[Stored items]
►

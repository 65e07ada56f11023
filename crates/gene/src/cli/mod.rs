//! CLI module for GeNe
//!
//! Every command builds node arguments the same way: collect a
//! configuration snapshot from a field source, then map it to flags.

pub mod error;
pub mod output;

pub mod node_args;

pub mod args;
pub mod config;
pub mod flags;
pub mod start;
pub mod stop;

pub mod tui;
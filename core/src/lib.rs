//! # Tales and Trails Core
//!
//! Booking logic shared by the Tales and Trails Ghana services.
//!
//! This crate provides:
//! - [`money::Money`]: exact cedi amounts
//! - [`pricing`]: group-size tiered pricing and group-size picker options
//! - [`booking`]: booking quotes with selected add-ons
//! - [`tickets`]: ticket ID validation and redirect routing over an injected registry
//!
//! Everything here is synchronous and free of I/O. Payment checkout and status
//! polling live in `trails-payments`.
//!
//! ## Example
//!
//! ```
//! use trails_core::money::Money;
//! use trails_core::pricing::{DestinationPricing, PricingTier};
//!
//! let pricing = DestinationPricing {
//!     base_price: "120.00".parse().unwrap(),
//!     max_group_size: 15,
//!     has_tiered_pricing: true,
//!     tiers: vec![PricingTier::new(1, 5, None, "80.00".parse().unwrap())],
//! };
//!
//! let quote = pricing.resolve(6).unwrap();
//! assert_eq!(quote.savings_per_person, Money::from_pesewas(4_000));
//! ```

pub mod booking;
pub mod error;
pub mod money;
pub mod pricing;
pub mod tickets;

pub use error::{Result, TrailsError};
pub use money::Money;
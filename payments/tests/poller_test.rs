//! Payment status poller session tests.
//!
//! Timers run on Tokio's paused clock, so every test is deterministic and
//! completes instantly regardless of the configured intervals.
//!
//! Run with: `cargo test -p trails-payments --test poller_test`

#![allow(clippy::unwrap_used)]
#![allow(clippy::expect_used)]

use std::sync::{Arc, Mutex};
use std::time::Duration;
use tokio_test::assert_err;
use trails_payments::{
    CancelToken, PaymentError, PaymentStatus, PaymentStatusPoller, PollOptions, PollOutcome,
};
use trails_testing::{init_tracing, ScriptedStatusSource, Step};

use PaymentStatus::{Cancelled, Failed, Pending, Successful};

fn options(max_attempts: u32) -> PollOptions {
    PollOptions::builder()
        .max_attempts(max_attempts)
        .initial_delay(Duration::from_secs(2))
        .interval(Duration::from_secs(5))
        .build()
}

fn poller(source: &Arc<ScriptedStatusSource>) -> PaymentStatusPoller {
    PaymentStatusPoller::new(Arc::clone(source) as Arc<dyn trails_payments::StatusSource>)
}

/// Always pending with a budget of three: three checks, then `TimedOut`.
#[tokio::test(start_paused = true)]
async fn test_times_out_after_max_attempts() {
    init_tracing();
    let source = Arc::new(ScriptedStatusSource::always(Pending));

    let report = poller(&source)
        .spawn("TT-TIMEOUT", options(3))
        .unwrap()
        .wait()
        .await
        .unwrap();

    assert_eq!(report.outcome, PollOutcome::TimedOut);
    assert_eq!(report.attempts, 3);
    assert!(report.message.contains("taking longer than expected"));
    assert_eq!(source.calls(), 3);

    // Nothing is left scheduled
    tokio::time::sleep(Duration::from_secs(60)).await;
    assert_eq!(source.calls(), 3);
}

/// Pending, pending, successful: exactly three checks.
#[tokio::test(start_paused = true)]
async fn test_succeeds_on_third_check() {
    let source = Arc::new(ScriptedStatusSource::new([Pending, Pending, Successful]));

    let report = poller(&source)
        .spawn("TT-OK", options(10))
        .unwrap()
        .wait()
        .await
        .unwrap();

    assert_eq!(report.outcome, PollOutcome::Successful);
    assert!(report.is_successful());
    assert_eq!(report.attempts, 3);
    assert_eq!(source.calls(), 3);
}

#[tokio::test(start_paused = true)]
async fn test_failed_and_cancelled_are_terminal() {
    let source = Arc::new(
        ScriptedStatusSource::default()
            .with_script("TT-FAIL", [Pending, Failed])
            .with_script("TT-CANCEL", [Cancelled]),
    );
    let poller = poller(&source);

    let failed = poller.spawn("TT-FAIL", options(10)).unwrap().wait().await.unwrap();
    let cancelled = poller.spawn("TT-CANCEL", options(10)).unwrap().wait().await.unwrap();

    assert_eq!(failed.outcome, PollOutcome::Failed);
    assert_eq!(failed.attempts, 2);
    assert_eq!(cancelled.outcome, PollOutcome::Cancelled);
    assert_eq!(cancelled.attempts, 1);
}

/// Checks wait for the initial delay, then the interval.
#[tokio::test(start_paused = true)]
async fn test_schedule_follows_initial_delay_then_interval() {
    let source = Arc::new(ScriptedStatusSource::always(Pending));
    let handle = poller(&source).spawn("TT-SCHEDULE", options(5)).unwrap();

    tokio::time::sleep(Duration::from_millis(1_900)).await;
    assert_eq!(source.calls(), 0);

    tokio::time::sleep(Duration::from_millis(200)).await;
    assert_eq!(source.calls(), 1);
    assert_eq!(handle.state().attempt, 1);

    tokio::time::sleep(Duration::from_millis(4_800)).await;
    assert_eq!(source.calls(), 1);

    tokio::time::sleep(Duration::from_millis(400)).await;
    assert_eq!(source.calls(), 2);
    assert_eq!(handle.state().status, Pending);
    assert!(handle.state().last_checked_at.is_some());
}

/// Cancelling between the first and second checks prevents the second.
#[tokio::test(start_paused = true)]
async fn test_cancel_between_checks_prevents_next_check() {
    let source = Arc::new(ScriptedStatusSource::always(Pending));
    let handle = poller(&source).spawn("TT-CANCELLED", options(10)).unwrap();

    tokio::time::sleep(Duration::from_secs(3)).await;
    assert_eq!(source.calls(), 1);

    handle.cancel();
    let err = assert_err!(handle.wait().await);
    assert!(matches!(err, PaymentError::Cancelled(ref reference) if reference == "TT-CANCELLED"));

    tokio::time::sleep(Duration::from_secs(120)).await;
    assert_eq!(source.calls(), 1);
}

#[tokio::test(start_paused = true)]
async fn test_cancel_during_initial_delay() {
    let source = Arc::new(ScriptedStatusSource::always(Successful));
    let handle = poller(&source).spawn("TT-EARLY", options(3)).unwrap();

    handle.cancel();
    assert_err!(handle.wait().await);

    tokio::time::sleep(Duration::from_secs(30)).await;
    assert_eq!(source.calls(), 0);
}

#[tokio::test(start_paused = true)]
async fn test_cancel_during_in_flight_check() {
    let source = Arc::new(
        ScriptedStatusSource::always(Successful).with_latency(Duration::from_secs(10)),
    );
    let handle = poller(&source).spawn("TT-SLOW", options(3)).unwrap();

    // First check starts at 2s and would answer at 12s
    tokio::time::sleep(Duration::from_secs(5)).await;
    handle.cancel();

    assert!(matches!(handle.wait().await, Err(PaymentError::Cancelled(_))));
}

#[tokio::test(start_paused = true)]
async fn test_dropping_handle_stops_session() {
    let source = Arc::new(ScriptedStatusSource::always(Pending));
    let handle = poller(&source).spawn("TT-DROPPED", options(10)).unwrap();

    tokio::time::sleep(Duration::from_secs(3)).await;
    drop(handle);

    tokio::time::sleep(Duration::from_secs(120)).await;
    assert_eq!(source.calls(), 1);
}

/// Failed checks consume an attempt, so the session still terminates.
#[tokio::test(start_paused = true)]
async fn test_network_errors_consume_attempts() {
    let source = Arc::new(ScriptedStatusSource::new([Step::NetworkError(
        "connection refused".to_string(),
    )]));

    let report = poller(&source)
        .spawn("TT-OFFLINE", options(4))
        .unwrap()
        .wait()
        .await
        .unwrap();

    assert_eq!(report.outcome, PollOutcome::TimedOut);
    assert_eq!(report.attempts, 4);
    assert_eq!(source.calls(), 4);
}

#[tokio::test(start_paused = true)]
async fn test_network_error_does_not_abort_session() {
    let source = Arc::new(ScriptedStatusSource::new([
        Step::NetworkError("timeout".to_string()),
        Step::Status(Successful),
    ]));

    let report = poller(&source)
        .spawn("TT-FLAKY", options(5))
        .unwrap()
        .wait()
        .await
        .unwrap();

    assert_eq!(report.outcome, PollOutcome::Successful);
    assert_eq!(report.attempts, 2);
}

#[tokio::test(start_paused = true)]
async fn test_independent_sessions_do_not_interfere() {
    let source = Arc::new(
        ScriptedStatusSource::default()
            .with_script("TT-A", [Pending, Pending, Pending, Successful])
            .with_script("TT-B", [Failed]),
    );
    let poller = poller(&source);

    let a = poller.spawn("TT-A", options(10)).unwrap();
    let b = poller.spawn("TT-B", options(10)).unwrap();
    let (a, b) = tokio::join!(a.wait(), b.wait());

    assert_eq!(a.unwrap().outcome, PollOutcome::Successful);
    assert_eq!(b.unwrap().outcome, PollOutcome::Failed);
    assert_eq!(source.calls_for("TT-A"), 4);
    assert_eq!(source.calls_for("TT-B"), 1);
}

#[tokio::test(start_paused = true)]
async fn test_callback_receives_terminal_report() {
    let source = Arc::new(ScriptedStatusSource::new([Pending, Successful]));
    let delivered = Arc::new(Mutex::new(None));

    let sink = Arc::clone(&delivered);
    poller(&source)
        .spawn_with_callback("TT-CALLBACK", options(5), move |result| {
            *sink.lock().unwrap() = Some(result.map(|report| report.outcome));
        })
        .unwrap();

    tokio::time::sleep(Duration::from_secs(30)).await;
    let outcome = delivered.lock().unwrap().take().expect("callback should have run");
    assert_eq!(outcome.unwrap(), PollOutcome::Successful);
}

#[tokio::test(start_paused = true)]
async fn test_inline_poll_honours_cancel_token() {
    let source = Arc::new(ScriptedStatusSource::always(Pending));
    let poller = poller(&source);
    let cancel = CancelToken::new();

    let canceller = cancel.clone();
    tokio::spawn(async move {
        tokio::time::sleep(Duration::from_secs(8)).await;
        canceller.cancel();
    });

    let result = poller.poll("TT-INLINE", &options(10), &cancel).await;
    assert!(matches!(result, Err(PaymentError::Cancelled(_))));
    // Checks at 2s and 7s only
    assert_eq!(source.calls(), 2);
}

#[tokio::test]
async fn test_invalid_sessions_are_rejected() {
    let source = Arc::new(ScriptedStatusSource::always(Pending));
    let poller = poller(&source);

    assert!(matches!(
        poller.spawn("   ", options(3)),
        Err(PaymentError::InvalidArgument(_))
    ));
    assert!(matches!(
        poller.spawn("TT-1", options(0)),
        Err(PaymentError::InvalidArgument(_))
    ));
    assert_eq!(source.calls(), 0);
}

◄

## Exercise prompt
Tally the lines above that contain "allow"; give only the number.

## Answer for the task
2